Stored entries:
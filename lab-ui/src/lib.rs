pub mod app;
pub mod config;
pub mod csv_loader;
pub mod export;
pub mod logging;
pub mod state;
pub mod views;
use std::{fmt, str::FromStr};

use chrono::NaiveDate;
use serde::{Deserialize, Serialize};
use thiserror::Error;

use super::DATE_FORMAT;

/// Returned by [`ReservationDraft::set_field`] for a name that is not a form field.
#[derive(Debug, Clone, Error, PartialEq, Eq)]
#[error("unknown reservation field '{0}'")]
pub struct UnknownFieldError(pub String);

/// One input of the reservation form.
#[derive(Debug, Clone, Copy, PartialEq, Eq, Hash)]
pub enum DraftField {
    Lab,
    Date,
    Professor,
    Discipline,
    QtdStudents,
    Telephone,
    Materials,
    Observations,
}

impl DraftField {
    /// Form order. Required-field checks report the first empty field in this order.
    pub const ALL: [DraftField; 8] = [
        DraftField::Lab,
        DraftField::Date,
        DraftField::Professor,
        DraftField::Discipline,
        DraftField::QtdStudents,
        DraftField::Telephone,
        DraftField::Materials,
        DraftField::Observations,
    ];

    /// Form field name, as accepted by [`ReservationDraft::set_field`].
    pub fn name(&self) -> &'static str {
        match self {
            Self::Lab => "lab",
            Self::Date => "date",
            Self::Professor => "professor",
            Self::Discipline => "discipline",
            Self::QtdStudents => "qtdStudents",
            Self::Telephone => "telephone",
            Self::Materials => "materials",
            Self::Observations => "observations",
        }
    }

    /// Human-readable label used in the form and in error messages.
    pub fn label(&self) -> &'static str {
        match self {
            Self::Lab => "Laboratory",
            Self::Date => "Date",
            Self::Professor => "Professor",
            Self::Discipline => "Discipline",
            Self::QtdStudents => "Number of students",
            Self::Telephone => "Telephone",
            Self::Materials => "Materials needed",
            Self::Observations => "Observations",
        }
    }

    pub fn is_required(&self) -> bool {
        !matches!(self, Self::Materials | Self::Observations)
    }
}

impl fmt::Display for DraftField {
    fn fmt(
        &self,
        f: &mut fmt::Formatter<'_>,
    ) -> fmt::Result {
        f.write_str(self.name())
    }
}

impl FromStr for DraftField {
    type Err = UnknownFieldError;

    /// Accepts the form name (`qtdStudents`) and its snake_case spelling (`qtd_students`).
    fn from_str(s: &str) -> Result<Self, Self::Err> {
        match s.trim() {
            "lab" => Ok(Self::Lab),
            "date" => Ok(Self::Date),
            "professor" => Ok(Self::Professor),
            "discipline" => Ok(Self::Discipline),
            "qtdStudents" | "qtd_students" => Ok(Self::QtdStudents),
            "telephone" => Ok(Self::Telephone),
            "materials" => Ok(Self::Materials),
            "observations" => Ok(Self::Observations),
            other => Err(UnknownFieldError(other.to_string())),
        }
    }
}

/// The in-progress, unvalidated contents of the reservation form.
///
/// Every field is kept as the raw text the user typed; parsing happens only
/// when the draft is submitted.
#[derive(Debug, Clone, Default, PartialEq, Eq, Serialize, Deserialize)]
pub struct ReservationDraft {
    pub lab: String,
    pub date: String,
    pub professor: String,
    pub discipline: String,
    pub qtd_students: String,
    pub telephone: String,
    pub materials: String,
    pub observations: String,
}

impl ReservationDraft {
    /// An empty draft with only the date filled in.
    pub fn with_date(date: NaiveDate) -> Self {
        Self {
            date: date.format(DATE_FORMAT).to_string(),
            ..Default::default()
        }
    }

    pub fn get(
        &self,
        field: DraftField,
    ) -> &str {
        match field {
            DraftField::Lab => &self.lab,
            DraftField::Date => &self.date,
            DraftField::Professor => &self.professor,
            DraftField::Discipline => &self.discipline,
            DraftField::QtdStudents => &self.qtd_students,
            DraftField::Telephone => &self.telephone,
            DraftField::Materials => &self.materials,
            DraftField::Observations => &self.observations,
        }
    }

    /// Replaces one field, leaving the others untouched.
    pub fn set(
        &mut self,
        field: DraftField,
        value: impl Into<String>,
    ) {
        let slot = match field {
            DraftField::Lab => &mut self.lab,
            DraftField::Date => &mut self.date,
            DraftField::Professor => &mut self.professor,
            DraftField::Discipline => &mut self.discipline,
            DraftField::QtdStudents => &mut self.qtd_students,
            DraftField::Telephone => &mut self.telephone,
            DraftField::Materials => &mut self.materials,
            DraftField::Observations => &mut self.observations,
        };
        *slot = value.into();
    }

    /// Like [`set`](Self::set), addressing the field by its form name.
    pub fn set_field(
        &mut self,
        name: &str,
        value: impl Into<String>,
    ) -> Result<(), UnknownFieldError> {
        let field: DraftField = name.parse()?;
        self.set(field, value);
        Ok(())
    }

    /// The first required field left blank, in form order.
    pub fn first_missing(&self) -> Option<DraftField> {
        DraftField::ALL
            .into_iter()
            .find(|field| field.is_required() && self.get(*field).trim().is_empty())
    }

    pub fn clear(&mut self) {
        *self = Self::default();
    }
}

#[cfg(test)]
mod tests {
    use super::*;
    use pretty_assertions::assert_eq;

    #[test]
    fn set_replaces_only_the_named_field() {
        let mut draft = ReservationDraft {
            professor: "Dr. Silva".to_string(),
            ..Default::default()
        };

        draft.set(DraftField::Discipline, "Bio");

        assert_eq!(draft.discipline, "Bio");
        assert_eq!(draft.professor, "Dr. Silva");
        assert_eq!(draft.lab, "");
    }

    #[test]
    fn set_field_accepts_form_and_snake_case_names() {
        let mut draft = ReservationDraft::default();

        draft.set_field("qtdStudents", "20").unwrap();
        assert_eq!(draft.qtd_students, "20");

        draft.set_field("qtd_students", "25").unwrap();
        assert_eq!(draft.qtd_students, "25");
    }

    #[test]
    fn set_field_rejects_unknown_names_without_touching_the_draft() {
        let mut draft = ReservationDraft::default();

        let err = draft.set_field("room", "Anatomia").unwrap_err();

        assert_eq!(err, UnknownFieldError("room".to_string()));
        assert_eq!(draft, ReservationDraft::default());
    }

    #[test]
    fn set_accepts_empty_values_transiently() {
        let mut draft = ReservationDraft::with_date(NaiveDate::from_ymd_opt(2026, 3, 4).unwrap());
        assert_eq!(draft.date, "2026-03-04");

        draft.set(DraftField::Date, "");
        assert_eq!(draft.date, "");
    }

    #[test]
    fn first_missing_skips_optional_fields() {
        let mut draft = ReservationDraft::default();
        assert_eq!(draft.first_missing(), Some(DraftField::Lab));

        for field in DraftField::ALL.into_iter().filter(DraftField::is_required) {
            draft.set(field, "x");
        }
        assert_eq!(draft.first_missing(), None);

        draft.set(DraftField::Professor, "   ");
        assert_eq!(draft.first_missing(), Some(DraftField::Professor));
    }

    #[test]
    fn every_field_name_round_trips_through_from_str() {
        for field in DraftField::ALL {
            assert_eq!(field.name().parse::<DraftField>(), Ok(field));
        }
    }
}
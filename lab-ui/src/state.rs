//! Application state for the reservation UI.
//!
//! One [`AppState`] lives in Cursive's user data for the whole run. It owns
//! the reservation session; views borrow it through
//! `Cursive::with_user_data` and never keep state of their own.

use std::path::PathBuf;

use lab_core::{Clock, ReservationSession};

use crate::{
    config::AppConfig,
    export::{self, ExportError},
};

#[derive(Debug)]
pub struct AppState {
    pub session: ReservationSession,
    /// Directory the report is exported to.
    pub report_dir: PathBuf,
    /// One-line feedback shown under the listing (filter errors, export result).
    pub notice: Option<String>,
}

impl AppState {
    pub fn new(
        config: &AppConfig,
        clock: impl Clock + 'static,
    ) -> Self {
        Self {
            session: ReservationSession::new(config.session_config(), clock),
            report_dir: config.report_dir.clone(),
            notice: None,
        }
    }

    /// Writes the report for every stored reservation.
    pub fn export_report(&self) -> Result<PathBuf, ExportError> {
        export::write_report(&self.report_dir, &self.session.report())
    }
}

- **TASK DETAILS**
Could you copy every line from the records that mentions the word "order"?

- **SOLUTION FOR THIS TASK**
    /// Form order. Required-field checks report the first empty field in this order.
    /// The first required field left blank, in form order.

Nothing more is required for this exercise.